- **PROBLEM**
Each line of the records below that holds "adapters" should be returned.

[Stored items]
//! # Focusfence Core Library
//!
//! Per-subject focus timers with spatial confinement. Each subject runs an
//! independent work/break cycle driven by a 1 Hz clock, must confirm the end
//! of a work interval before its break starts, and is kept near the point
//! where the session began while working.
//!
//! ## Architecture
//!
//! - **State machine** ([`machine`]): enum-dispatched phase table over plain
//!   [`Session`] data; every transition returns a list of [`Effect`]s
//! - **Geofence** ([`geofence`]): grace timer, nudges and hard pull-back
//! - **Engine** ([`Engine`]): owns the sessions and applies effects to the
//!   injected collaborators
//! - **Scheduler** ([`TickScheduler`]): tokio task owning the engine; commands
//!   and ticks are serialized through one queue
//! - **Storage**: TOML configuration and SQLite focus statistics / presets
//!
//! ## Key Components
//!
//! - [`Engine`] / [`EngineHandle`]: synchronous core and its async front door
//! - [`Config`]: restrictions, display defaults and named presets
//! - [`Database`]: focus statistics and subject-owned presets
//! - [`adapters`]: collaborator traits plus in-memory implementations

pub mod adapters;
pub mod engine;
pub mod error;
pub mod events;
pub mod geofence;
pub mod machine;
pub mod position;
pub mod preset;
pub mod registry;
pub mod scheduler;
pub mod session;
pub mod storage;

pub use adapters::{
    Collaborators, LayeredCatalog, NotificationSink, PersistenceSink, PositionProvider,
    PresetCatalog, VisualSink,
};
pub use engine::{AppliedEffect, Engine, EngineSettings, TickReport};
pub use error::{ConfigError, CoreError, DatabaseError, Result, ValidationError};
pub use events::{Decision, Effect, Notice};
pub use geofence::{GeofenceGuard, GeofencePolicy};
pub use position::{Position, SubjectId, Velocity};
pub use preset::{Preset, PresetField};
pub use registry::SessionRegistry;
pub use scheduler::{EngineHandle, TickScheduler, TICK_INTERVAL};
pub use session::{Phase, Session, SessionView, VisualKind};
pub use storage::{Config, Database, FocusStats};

* * *

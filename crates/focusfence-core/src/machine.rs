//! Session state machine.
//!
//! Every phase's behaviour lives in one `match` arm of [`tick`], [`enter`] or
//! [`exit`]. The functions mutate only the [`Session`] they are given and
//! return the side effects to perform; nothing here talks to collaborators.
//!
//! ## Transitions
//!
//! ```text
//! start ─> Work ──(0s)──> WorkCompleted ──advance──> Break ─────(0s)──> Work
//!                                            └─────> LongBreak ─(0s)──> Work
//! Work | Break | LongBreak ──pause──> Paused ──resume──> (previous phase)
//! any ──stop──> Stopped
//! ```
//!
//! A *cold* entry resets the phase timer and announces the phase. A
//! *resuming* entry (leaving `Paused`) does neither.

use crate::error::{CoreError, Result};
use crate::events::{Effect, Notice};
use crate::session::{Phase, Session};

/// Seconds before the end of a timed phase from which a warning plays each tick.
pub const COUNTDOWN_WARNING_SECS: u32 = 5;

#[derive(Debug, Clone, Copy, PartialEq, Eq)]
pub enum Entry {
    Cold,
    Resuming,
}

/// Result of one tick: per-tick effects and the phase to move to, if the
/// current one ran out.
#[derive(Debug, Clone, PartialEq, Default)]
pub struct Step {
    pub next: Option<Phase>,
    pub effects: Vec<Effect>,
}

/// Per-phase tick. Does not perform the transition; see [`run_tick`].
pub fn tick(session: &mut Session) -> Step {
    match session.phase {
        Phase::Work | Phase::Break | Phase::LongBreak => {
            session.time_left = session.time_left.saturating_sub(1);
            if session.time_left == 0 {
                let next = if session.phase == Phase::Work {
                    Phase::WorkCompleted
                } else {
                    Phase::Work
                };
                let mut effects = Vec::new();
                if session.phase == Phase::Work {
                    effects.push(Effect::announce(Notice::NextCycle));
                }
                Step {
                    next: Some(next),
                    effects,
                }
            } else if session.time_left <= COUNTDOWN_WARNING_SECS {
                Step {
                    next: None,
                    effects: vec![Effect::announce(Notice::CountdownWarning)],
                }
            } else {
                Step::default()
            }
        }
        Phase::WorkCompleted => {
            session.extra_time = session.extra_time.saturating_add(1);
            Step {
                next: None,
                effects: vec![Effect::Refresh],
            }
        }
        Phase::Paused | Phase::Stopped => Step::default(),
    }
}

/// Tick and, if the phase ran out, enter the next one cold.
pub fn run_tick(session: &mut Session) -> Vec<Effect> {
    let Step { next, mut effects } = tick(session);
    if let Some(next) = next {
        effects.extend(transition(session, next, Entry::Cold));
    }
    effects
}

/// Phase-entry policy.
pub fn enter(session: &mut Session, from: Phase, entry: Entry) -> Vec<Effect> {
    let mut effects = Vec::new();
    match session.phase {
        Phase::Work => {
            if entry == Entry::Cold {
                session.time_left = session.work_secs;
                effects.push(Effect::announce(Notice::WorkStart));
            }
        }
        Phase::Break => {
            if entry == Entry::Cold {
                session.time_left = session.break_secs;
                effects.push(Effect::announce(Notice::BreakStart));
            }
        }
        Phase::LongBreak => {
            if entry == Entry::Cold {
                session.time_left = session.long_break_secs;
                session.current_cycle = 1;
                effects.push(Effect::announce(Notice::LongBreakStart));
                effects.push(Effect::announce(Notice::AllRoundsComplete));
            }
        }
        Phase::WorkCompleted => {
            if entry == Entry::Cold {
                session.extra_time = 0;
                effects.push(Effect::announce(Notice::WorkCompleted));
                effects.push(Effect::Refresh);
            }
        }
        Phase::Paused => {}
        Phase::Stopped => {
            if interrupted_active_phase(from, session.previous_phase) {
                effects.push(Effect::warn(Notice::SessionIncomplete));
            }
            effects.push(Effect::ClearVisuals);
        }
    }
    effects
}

==

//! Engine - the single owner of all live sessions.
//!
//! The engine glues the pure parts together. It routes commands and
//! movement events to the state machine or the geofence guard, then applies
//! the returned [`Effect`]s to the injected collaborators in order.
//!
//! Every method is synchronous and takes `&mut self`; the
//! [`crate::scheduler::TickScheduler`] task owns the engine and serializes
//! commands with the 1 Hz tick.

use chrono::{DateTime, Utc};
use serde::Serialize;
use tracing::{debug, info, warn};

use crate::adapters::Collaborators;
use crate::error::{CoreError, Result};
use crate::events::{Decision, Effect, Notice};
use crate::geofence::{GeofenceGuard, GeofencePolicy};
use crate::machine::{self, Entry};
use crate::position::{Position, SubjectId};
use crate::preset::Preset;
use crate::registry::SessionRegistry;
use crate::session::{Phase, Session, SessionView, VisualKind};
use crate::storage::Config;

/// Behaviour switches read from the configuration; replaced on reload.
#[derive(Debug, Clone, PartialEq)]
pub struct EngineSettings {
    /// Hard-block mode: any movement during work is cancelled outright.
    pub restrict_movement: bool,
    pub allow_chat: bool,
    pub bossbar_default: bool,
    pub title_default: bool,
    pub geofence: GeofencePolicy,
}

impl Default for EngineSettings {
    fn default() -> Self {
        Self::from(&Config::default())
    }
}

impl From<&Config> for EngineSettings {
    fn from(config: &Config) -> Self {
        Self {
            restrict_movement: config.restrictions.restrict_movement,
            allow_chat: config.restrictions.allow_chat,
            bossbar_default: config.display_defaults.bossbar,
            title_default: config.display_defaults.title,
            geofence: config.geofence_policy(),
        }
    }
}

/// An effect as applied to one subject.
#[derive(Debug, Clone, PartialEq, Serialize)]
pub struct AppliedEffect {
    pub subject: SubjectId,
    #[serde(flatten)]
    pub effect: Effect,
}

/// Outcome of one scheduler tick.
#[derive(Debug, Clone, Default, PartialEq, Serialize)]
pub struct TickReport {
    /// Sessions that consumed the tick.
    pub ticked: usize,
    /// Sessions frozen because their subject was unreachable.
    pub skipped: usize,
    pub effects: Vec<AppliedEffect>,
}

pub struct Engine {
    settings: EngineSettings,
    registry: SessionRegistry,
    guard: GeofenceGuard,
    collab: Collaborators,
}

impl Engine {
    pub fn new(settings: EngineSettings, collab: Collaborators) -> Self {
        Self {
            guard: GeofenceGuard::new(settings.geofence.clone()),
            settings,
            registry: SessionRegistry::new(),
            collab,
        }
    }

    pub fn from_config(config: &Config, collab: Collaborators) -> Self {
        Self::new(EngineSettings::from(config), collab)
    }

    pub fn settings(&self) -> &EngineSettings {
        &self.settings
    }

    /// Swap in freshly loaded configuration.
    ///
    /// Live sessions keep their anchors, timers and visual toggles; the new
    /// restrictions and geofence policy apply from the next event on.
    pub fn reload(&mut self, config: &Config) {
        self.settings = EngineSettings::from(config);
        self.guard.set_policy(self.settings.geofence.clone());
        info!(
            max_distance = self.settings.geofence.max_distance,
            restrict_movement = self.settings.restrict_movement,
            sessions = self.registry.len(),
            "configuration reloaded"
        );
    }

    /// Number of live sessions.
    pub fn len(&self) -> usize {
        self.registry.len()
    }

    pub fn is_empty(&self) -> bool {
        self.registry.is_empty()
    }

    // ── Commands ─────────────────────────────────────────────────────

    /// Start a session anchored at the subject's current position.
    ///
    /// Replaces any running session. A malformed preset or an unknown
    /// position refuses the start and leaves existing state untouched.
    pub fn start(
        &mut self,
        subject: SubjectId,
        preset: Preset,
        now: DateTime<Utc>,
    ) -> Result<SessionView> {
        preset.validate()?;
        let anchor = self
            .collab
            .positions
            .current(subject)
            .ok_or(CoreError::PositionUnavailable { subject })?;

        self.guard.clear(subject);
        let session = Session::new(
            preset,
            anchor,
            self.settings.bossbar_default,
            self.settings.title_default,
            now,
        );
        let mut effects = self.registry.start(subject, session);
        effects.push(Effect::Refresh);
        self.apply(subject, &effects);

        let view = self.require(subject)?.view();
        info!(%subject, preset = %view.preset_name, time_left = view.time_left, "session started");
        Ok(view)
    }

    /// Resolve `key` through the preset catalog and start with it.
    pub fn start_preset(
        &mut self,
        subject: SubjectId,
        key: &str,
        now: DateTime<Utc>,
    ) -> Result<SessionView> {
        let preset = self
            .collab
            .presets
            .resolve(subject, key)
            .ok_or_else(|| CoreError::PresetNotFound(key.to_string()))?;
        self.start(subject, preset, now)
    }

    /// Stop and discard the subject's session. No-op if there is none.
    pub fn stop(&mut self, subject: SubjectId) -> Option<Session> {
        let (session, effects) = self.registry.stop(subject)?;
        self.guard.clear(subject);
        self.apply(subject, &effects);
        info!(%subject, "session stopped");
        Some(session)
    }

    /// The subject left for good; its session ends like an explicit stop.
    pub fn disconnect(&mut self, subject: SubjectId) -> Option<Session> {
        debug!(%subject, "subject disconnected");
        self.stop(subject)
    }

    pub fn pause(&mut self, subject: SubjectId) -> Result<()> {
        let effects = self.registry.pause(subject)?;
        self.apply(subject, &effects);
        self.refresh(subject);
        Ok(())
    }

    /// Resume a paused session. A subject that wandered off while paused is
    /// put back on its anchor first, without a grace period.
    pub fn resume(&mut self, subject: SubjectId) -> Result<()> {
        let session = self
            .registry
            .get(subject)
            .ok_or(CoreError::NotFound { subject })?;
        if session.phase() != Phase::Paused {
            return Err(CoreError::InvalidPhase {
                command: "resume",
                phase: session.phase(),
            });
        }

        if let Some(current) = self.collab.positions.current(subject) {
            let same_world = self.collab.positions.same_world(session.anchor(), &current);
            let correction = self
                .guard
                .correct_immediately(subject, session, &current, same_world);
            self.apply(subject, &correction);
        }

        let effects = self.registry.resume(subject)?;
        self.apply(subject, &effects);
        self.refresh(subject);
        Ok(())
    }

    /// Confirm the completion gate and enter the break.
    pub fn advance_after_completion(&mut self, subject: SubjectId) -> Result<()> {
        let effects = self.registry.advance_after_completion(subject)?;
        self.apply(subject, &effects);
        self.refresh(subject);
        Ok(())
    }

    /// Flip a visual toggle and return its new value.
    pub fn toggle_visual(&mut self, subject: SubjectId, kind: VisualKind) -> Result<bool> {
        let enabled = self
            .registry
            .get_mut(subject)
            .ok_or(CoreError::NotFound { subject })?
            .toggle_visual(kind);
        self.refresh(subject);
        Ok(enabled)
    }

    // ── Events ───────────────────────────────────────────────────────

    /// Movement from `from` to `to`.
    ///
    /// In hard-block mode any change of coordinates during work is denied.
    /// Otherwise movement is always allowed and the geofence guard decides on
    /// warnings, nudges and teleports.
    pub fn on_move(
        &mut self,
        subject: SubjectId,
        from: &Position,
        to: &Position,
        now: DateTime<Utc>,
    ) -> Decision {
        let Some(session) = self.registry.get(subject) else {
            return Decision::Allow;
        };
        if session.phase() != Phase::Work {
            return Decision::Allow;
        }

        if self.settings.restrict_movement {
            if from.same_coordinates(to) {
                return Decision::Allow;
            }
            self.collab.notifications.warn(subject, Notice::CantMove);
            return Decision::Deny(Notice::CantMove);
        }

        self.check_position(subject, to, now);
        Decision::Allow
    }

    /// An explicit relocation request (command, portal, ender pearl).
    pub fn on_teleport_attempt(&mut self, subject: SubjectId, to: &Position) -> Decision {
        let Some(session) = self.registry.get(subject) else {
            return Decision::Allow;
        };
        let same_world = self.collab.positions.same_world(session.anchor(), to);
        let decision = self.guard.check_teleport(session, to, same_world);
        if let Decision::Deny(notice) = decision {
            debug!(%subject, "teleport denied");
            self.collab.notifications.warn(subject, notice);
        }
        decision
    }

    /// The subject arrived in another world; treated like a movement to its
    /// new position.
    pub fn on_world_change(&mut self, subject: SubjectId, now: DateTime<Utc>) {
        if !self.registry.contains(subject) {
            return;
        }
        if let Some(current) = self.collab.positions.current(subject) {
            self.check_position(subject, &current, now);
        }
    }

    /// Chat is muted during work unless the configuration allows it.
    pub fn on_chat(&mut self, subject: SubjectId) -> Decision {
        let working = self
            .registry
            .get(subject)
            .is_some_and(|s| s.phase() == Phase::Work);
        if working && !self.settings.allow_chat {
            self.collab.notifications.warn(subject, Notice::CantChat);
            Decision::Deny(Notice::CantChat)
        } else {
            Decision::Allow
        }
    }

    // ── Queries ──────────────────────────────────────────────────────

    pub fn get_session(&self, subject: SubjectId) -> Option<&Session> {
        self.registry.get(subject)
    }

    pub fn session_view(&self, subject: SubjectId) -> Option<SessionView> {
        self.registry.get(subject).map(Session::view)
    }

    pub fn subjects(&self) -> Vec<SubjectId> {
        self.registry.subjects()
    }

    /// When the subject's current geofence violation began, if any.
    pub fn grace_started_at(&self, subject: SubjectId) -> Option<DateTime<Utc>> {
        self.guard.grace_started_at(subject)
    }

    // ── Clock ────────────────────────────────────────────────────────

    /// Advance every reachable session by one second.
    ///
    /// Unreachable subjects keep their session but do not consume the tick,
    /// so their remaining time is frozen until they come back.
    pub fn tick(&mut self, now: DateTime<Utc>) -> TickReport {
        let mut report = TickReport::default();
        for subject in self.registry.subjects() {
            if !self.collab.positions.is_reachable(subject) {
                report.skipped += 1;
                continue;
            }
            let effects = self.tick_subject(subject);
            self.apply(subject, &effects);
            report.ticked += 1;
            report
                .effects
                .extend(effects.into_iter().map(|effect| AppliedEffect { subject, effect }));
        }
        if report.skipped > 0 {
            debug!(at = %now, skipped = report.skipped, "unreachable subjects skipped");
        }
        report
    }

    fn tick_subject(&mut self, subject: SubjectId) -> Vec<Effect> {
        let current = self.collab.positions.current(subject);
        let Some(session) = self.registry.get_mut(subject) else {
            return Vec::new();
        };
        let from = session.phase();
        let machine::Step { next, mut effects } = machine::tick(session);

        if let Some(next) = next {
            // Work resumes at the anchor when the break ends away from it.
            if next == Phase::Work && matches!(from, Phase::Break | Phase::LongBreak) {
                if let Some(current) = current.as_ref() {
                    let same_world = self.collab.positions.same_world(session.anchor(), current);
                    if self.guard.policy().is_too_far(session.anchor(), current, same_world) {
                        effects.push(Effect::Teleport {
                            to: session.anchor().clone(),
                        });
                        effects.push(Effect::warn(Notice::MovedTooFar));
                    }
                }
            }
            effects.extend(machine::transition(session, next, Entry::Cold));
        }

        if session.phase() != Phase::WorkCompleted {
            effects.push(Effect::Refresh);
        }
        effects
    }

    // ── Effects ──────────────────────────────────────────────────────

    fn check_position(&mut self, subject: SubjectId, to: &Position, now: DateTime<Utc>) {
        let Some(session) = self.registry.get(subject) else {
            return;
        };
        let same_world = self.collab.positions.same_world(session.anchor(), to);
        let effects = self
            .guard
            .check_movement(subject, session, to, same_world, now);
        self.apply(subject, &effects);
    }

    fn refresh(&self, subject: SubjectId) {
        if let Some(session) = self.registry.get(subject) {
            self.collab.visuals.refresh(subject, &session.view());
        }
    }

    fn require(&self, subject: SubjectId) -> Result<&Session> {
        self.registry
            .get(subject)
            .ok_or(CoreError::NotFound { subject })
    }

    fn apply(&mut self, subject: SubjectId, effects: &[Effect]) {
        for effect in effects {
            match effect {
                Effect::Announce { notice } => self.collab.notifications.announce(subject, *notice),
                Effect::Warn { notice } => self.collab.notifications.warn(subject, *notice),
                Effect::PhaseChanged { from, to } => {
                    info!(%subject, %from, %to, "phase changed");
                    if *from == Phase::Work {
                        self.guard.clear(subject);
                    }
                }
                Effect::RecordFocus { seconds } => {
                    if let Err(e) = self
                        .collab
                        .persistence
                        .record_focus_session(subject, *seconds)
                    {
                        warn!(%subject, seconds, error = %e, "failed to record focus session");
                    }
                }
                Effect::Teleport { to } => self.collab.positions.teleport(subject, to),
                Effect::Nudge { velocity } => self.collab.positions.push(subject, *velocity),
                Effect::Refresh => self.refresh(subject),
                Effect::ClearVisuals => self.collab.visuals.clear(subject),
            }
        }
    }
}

- **FINAL ANSWER**
//! - [`adapters`]: collaborator traits plus in-memory implementations
pub mod adapters;
pub use adapters::{
use crate::adapters::Collaborators;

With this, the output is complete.